Problem statement: Working from the top of the records below, reproduce each line exactly, ending once you have written the line containing "pub struct CampaignSummary".

BEGIN Material for this task

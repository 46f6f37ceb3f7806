//! Aggregation result shapes

use chrono::NaiveDate;
use serde::{Deserialize, Serialize};

use super::metrics::DerivedRatios;

/// Per-platform row of `StorageManager::fetch_summary`
#[derive(Debug, Clone, PartialEq, Serialize, Deserialize, sqlx::FromRow)]
pub struct PlatformTotals {
    pub platform: String,
    pub rows_ingested: i64,
    pub impressions: i64,
    pub clicks: i64,
    pub spend: f64,
    pub conversions: i64,
    pub revenue: f64,
}

/// Whole-table aggregation of `StorageManager::fetch_totals`
#[derive(Debug, Clone, Default, PartialEq, Serialize, Deserialize, sqlx::FromRow)]
pub struct Totals {
    pub rows_ingested: i64,
    pub impressions: i64,
    pub clicks: i64,
    pub spend: f64,
    pub conversions: i64,
    pub revenue: f64,
}

#[derive(Debug, Clone, PartialEq, Serialize, Deserialize)]
pub struct PlatformSummary {
    pub platform: String,
    pub total_spend: f64,
    pub total_clicks: i64,
    pub total_impressions: i64,
    pub total_conversions: i64,
    pub total_revenue: f64,
    #[serde(flatten)]
    pub ratios: DerivedRatios,
}

#[derive(Debug, Clone, PartialEq, Serialize, Deserialize)]
pub struct CampaignSummary {
    pub campaign_id: String,
    pub campaign_name: String,
    pub platform: String,
    pub total_spend: f64,
    pub total_clicks: i64,
    pub total_impressions: i64,
    pub total_conversions: i64,
    pub total_revenue: f64,
    #[serde(flatten)]
    pub ratios: DerivedRatios,
}

/// One day of summed metrics; `platform` is set when grouped or filtered by platform
#[derive(Debug, Clone, PartialEq, Serialize, Deserialize)]
pub struct DailyTimeseriesPoint {
    pub date: NaiveDate,
    pub platform: Option<String>,
    pub campaign_id: Option<String>,
    pub spend: f64,
    pub clicks: i64,
    pub impressions: i64,
    pub conversions: i64,
    pub revenue: f64,
    pub roas: f64,
}

#[derive(Debug, Clone, PartialEq, Serialize, Deserialize)]
pub struct CampaignDetail {
    #[serde(flatten)]
    pub summary: CampaignSummary,
    pub timeseries: Vec<DailyTimeseriesPoint>,
}
//! Configuration resolution tests
//!
//! Tests touching ADPULSE_* environment variables are marked #[serial] so
//! they never run concurrently.

use adpulse_common::config::{
    load_toml_config, CliOverrides, Settings, TomlConfig, DEFAULT_API_PORT, ENV_API_PORT,
    ENV_DB_PATH, ENV_REPORTS_DIR,
};
use serial_test::serial;
use std::env;
use std::path::PathBuf;

fn clear_env() {
    env::remove_var(ENV_DB_PATH);
    env::remove_var(ENV_REPORTS_DIR);
    env::remove_var(ENV_API_PORT);
}

#[test]
#[serial]
fn test_defaults_when_nothing_configured() {
    clear_env();

    let settings = Settings::resolve(&CliOverrides::default(), &TomlConfig::default());

    assert_eq!(settings.api_port, DEFAULT_API_PORT);
    assert_eq!(settings.api_host, "127.0.0.1");
    assert_eq!(settings.reports_dir, PathBuf::from("reports"));
    assert!(settings.db_path.ends_with("adpulse.db"));
}

#[test]
#[serial]
fn test_env_overrides_toml() {
    clear_env();
    env::set_var(ENV_DB_PATH, "/tmp/adpulse-env.db");

    let toml_config = TomlConfig {
        db_path: Some(PathBuf::from("/tmp/adpulse-toml.db")),
        reports_dir: Some(PathBuf::from("/tmp/adpulse-toml-reports")),
        ..Default::default()
    };
    let settings = Settings::resolve(&CliOverrides::default(), &toml_config);

    assert_eq!(settings.db_path, PathBuf::from("/tmp/adpulse-env.db"));
    assert_eq!(settings.reports_dir, PathBuf::from("/tmp/adpulse-toml-reports"));

    clear_env();
}

#[test]
#[serial]
fn test_cli_overrides_env() {
    clear_env();
    env::set_var(ENV_API_PORT, "9001");

    let cli = CliOverrides {
        api_port: Some(9500),
        ..Default::default()
    };
    let settings = Settings::resolve(&cli, &TomlConfig::default());
    assert_eq!(settings.api_port, 9500);

    clear_env();
}

#[test]
#[serial]
fn test_invalid_port_env_falls_through() {
    clear_env();
    env::set_var(ENV_API_PORT, "not-a-port");

    let toml_config = TomlConfig {
        api_port: Some(8123),
        ..Default::default()
    };
    let settings = Settings::resolve(&CliOverrides::default(), &toml_config);
    assert_eq!(settings.api_port, 8123);

    clear_env();
}

#[test]
fn test_load_toml_config_reads_all_fields() {
    let dir = tempfile::tempdir().unwrap();
    let path = dir.path().join("config.toml");
    std::fs::write(
        &path,
        "db_path = \"/srv/adpulse/adpulse.db\"\nreports_dir = \"/srv/adpulse/reports\"\napi_host = \"0.0.0.0\"\napi_port = 8080\n",
    )
    .unwrap();

    let config = load_toml_config(&path).unwrap();
    assert_eq!(config.db_path, Some(PathBuf::from("/srv/adpulse/adpulse.db")));
    assert_eq!(config.api_host.as_deref(), Some("0.0.0.0"));
    assert_eq!(config.api_port, Some(8080));
}

#[test]
fn test_malformed_toml_is_config_error() {
    let dir = tempfile::tempdir().unwrap();
    let path = dir.path().join("config.toml");
    std::fs::write(&path, "api_port = \"eighty\"\n").unwrap();

    let err = load_toml_config(&path).unwrap_err();
    assert!(err.to_string().contains("Invalid config file"));
}
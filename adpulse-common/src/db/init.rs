//! Database initialization
//!
//! Opens (creating if needed) the SQLite file and ensures the single
//! `ad_performance` table and its two composite indexes exist. Schema creation
//! is idempotent; there is no migration machinery.

use crate::{Error, Result};
use sqlx::{sqlite::SqlitePoolOptions, SqlitePool};
use std::path::Path;
use tracing::info;

pub const AD_PERFORMANCE_TABLE: &str = "ad_performance";

/// Open a connection pool on `db_path`, creating the file and parent folder
pub async fn open_pool(db_path: &Path) -> Result<SqlitePool> {
    let newly_created = !db_path.exists();

    if let Some(parent) = db_path.parent() {
        if !parent.as_os_str().is_empty() {
            std::fs::create_dir_all(parent)?;
        }
    }

    let db_url = format!("sqlite://{}?mode=rwc", db_path.display());
    let pool = SqlitePoolOptions::new()
        .max_connections(5)
        .connect(&db_url)
        .await
        .map_err(|source| Error::StorageUnavailable {
            path: db_path.to_path_buf(),
            source,
        })?;

    if newly_created {
        info!("Initialized new database: {}", db_path.display());
    } else {
        info!("Opened existing database: {}", db_path.display());
    }

    sqlx::query("PRAGMA busy_timeout = 5000")
        .execute(&pool)
        .await?;

    Ok(pool)
}

/// Create the `ad_performance` table and its indexes if absent
pub async fn create_schema(pool: &SqlitePool) -> Result<()> {
    sqlx::query(
        r#"
        CREATE TABLE IF NOT EXISTS ad_performance (
            id INTEGER PRIMARY KEY AUTOINCREMENT,
            platform TEXT NOT NULL,
            campaign_id TEXT NOT NULL,
            campaign_name TEXT NOT NULL,
            event_date TEXT NOT NULL,
            impressions INTEGER NOT NULL,
            clicks INTEGER NOT NULL,
            spend REAL NOT NULL,
            conversions INTEGER NOT NULL,
            revenue REAL NOT NULL DEFAULT 0,
            created_at TEXT DEFAULT CURRENT_TIMESTAMP
        )
        "#,
    )
    .execute(pool)
    .await?;

    // Per-campaign time series
    sqlx::query(
        "CREATE INDEX IF NOT EXISTS idx_ad_perf_campaign_date
         ON ad_performance (campaign_id, event_date)",
    )
    .execute(pool)
    .await?;

    // Per-platform time series
    sqlx::query(
        "CREATE INDEX IF NOT EXISTS idx_ad_perf_platform_date
         ON ad_performance (platform, event_date)",
    )
    .execute(pool)
    .await?;

    Ok(())
}
//! Performance report builder and paginated text renderer

use chrono::NaiveDate;
use serde::Serialize;
use std::path::{Path, PathBuf};
use tracing::{info, warn};

use crate::format::{count, money};
use crate::insights::{account_health_summary, roas_drop_explanation};
use crate::llm::TextGeneration;
use adpulse_common::db::aggregates::{campaign_summaries, platform_summaries};
use adpulse_common::db::{CampaignSummary, MetricsFilter, PlatformSummary};
use adpulse_common::{Result, StorageManager};

pub const REPORT_EXTENSION: &str = "txt";
pub const TOP_CAMPAIGN_LIMIT: usize = 10;
pub const ACCOUNT_INSIGHT_PLACEHOLDER: &str = "AI account insights unavailable.";

pub const LINES_PER_PAGE: usize = 54;
const LINE_WIDTH: usize = 90;
const PAGE_BREAK: char = '\u{0c}';

/// Everything that goes into one report document
#[derive(Debug, Clone, Serialize)]
pub struct ReportData {
    pub title: String,
    pub date_range: String,
    pub platform_summaries: Vec<PlatformSummary>,
    pub top_campaigns: Vec<CampaignSummary>,
    pub ai_account_health: String,
    pub ai_roas_insights: Option<String>,
}

/// A rendered report file on disk
#[derive(Debug, Clone, PartialEq, Serialize)]
pub struct ReportFile {
    pub name: String,
    pub path: PathBuf,
    pub size_kb: f64,
}

pub fn report_file_name(start_date: NaiveDate, end_date: NaiveDate) -> String {
    format!(
        "adpulse_report_{}_{}.{}",
        start_date, end_date, REPORT_EXTENSION
    )
}

/// Highest-spend campaigns first
pub fn top_campaigns(mut campaigns: Vec<CampaignSummary>, limit: usize) -> Vec<CampaignSummary> {
    campaigns.sort_by(|a, b| b.total_spend.total_cmp(&a.total_spend));
    campaigns.truncate(limit);
    campaigns
}

/// Gather data for `[start_date, end_date]` and write the report into `output_dir`
///
/// Insight failures are logged and replaced by placeholder text; only store
/// and filesystem errors abort the build.
pub async fn build_report(
    storage: &StorageManager,
    generator: Option<&dyn TextGeneration>,
    start_date: NaiveDate,
    end_date: NaiveDate,
    output_dir: &Path,
) -> Result<PathBuf> {
    tokio::fs::create_dir_all(output_dir).await?;

    let filter = MetricsFilter::date_range(Some(start_date), Some(end_date));
    let platforms = platform_summaries(storage.pool(), &filter).await?;
    let campaigns = campaign_summaries(storage.pool(), &filter).await?;

    let ai_account_health =
        match account_health_summary(storage, generator, start_date, end_date).await {
            Ok(text) if !text.trim().is_empty() => text,
            Ok(_) => ACCOUNT_INSIGHT_PLACEHOLDER.to_string(),
            Err(e) => {
                warn!("Account health insight unavailable: {}", e);
                ACCOUNT_INSIGHT_PLACEHOLDER.to_string()
            }
        };

    let ai_roas_insights = match platforms.first() {
        Some(primary) => {
            match roas_drop_explanation(storage, generator, &primary.platform, start_date, end_date)
                .await
            {
                Ok(text) => Some(text),
                Err(e) => {
                    warn!(platform = %primary.platform, "ROAS insight unavailable: {}", e);
                    None
                }
            }
        }
        None => None,
    };

    let data = ReportData {
        title: "AdPulse Weekly Performance Overview".to_string(),
        date_range: format!("{} to {}", start_date, end_date),
        platform_summaries: platforms,
        top_campaigns: top_campaigns(campaigns, TOP_CAMPAIGN_LIMIT),
        ai_account_health,
        ai_roas_insights,
    };

    let path = output_dir.join(report_file_name(start_date, end_date));
    tokio::fs::write(&path, render_document(&data)).await?;

    info!("Report written to {}", path.display());
    Ok(path)
}

/// Single-day report
pub async fn build_daily_report(
    storage: &StorageManager,
    generator: Option<&dyn TextGeneration>,
    day: NaiveDate,
    output_dir: &Path,
) -> Result<PathBuf> {
    build_report(storage, generator, day, day, output_dir).await
}

fn wrap(text: &str, width: usize) -> Vec<String> {
    let mut lines = Vec::new();
    for paragraph in text.lines() {
        if paragraph.trim().is_empty() {
            lines.push(String::new());
            continue;
        }
        let mut current = String::new();
        for word in paragraph.split_whitespace() {
            if !current.is_empty() && current.len() + 1 + word.len() > width {
                lines.push(std::mem::take(&mut current));
            }
            if !current.is_empty() {
                current.push(' ');
            }
            current.push_str(word);
        }
        lines.push(current);
    }
    lines
}

fn heading(lines: &mut Vec<String>, text: &str, underline: char) {
    lines.push(text.to_string());
    lines.push(underline.to_string().repeat(text.chars().count()));
}

fn truncate(text: &str, width: usize) -> String {
    if text.chars().count() <= width {
        text.to_string()
    } else {
        let mut cut: String = text.chars().take(width.saturating_sub(1)).collect();
        cut.push('~');
        cut
    }
}

/// Body lines of the document, before pagination
pub fn render_lines(data: &ReportData) -> Vec<String> {
    let mut lines = Vec::new();

    heading(&mut lines, "AdPulse Performance Report", '=');
    lines.push(String::new());
    lines.push(data.title.clone());
    lines.push(data.date_range.clone());
    lines.push(String::new());

    heading(&mut lines, "Overall Summary", '-');
    if data.platform_summaries.is_empty() {
        lines.push("No platform data available for this period.".to_string());
    }
    for p in &data.platform_summaries {
        lines.push(format!(
            "{}: Spend {} | Revenue {} | Conversions {} | ROAS {:.2}x",
            p.platform,
            money(p.total_spend),
            money(p.total_revenue),
            count(p.total_conversions),
            p.ratios.roas
        ));
    }
    lines.push(String::new());

    for p in &data.platform_summaries {
        heading(&mut lines, &p.platform, '-');
        lines.push(format!("Spend: {}", money(p.total_spend)));
        lines.push(format!("Revenue: {}", money(p.total_revenue)));
        lines.push(format!("Impressions: {}", count(p.total_impressions)));
        lines.push(format!("Clicks: {}", count(p.total_clicks)));
        lines.push(format!("Conversions: {}", count(p.total_conversions)));
        lines.push(format!(
            "ROAS: {:.2}x, CPC: {}, CPA: {}",
            p.ratios.roas,
            money(p.ratios.cpc),
            money(p.ratios.cpa)
        ));
        lines.push(String::new());
    }

    heading(&mut lines, "Top Campaigns", '-');
    if data.top_campaigns.is_empty() {
        lines.push("No campaign data available.".to_string());
    } else {
        lines.push(format!(
            "{:<32} {:<12} {:>14} {:>14} {:>8}",
            "Campaign", "Platform", "Spend", "Revenue", "ROAS"
        ));
        lines.push("-".repeat(LINE_WIDTH - 6));
        for c in &data.top_campaigns {
            lines.push(format!(
                "{:<32} {:<12} {:>14} {:>14} {:>8}",
                truncate(&c.campaign_name, 32),
                truncate(&c.platform, 12),
                money(c.total_spend),
                money(c.total_revenue),
                format!("{:.2}x", c.ratios.roas)
            ));
        }
    }
    lines.push(String::new());

    heading(&mut lines, "AI Account Health Summary", '-');
    lines.extend(wrap(&data.ai_account_health, LINE_WIDTH));
    lines.push(String::new());

    if let Some(roas) = data.ai_roas_insights.as_deref().filter(|t| !t.is_empty()) {
        heading(&mut lines, "AI ROAS Insights", '-');
        lines.extend(wrap(roas, LINE_WIDTH));
    }

    lines
}

/// Split body lines into pages with a "Page i of n" footer on each
pub fn paginate(lines: &[String], lines_per_page: usize) -> Vec<String> {
    let per_page = lines_per_page.max(1);
    let chunks: Vec<&[String]> = if lines.is_empty() {
        vec![lines]
    } else {
        lines.chunks(per_page).collect()
    };
    let total = chunks.len();

    chunks
        .into_iter()
        .enumerate()
        .map(|(i, chunk)| {
            let mut page = chunk.join("\n");
            page.push_str("\n\n");
            let footer = format!("Page {} of {}", i + 1, total);
            page.push_str(&format!("{:>width$}", footer, width = LINE_WIDTH));
            page.push('\n');
            page
        })
        .collect()
}

pub fn render_document(data: &ReportData) -> String {
    let separator = PAGE_BREAK.to_string();
    paginate(&render_lines(data), LINES_PER_PAGE).join(&separator)
}

/// Report files in `directory`, sorted by name; a missing directory is empty
pub fn list_reports(directory: &Path) -> Result<Vec<ReportFile>> {
    if !directory.exists() {
        return Ok(Vec::new());
    }

    let mut reports = Vec::new();
    for entry in std::fs::read_dir(directory)? {
        let entry = entry?;
        let path = entry.path();
        let is_report = path
            .extension()
            .map(|ext| ext == REPORT_EXTENSION)
            .unwrap_or(false);
        if !is_report || !path.is_file() {
            continue;
        }

        let size = entry.metadata()?.len() as f64;
        reports.push(ReportFile {
            name: entry.file_name().to_string_lossy().into_owned(),
            path,
            size_kb: (size / 1024.0 * 10.0).round() / 10.0,
        });
    }

    reports.sort_by(|a, b| a.name.cmp(&b.name));
    Ok(reports)
}

/// Placeholder delivery: records the intent, sends nothing
pub fn send_report_via_email(to_email: &str, report_path: &Path) {
    info!(
        "[Email Stub] Would send report '{}' to '{}'.",
        report_path.display(),
        to_email
    );
}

END Material for this task

Response area:
repository 46f6f37ceb3f7806
//! Aggregation result shapes

use chrono::NaiveDate;
use serde::{Deserialize, Serialize};

use super::metrics::DerivedRatios;

/// Per-platform row of `StorageManager::fetch_summary`
#[derive(Debug, Clone, PartialEq, Serialize, Deserialize, sqlx::FromRow)]
pub struct PlatformTotals {
    pub platform: String,
    pub rows_ingested: i64,
    pub impressions: i64,
    pub clicks: i64,
    pub spend: f64,
    pub conversions: i64,
    pub revenue: f64,
}

/// Whole-table aggregation of `StorageManager::fetch_totals`
#[derive(Debug, Clone, Default, PartialEq, Serialize, Deserialize, sqlx::FromRow)]
pub struct Totals {
    pub rows_ingested: i64,
    pub impressions: i64,
    pub clicks: i64,
    pub spend: f64,
    pub conversions: i64,
    pub revenue: f64,
}

#[derive(Debug, Clone, PartialEq, Serialize, Deserialize)]
pub struct PlatformSummary {
    pub platform: String,
    pub total_spend: f64,
    pub total_clicks: i64,
    pub total_impressions: i64,
    pub total_conversions: i64,
    pub total_revenue: f64,
    #[serde(flatten)]
    pub ratios: DerivedRatios,
}

#[derive(Debug, Clone, PartialEq, Serialize, Deserialize)]
pub struct CampaignSummary {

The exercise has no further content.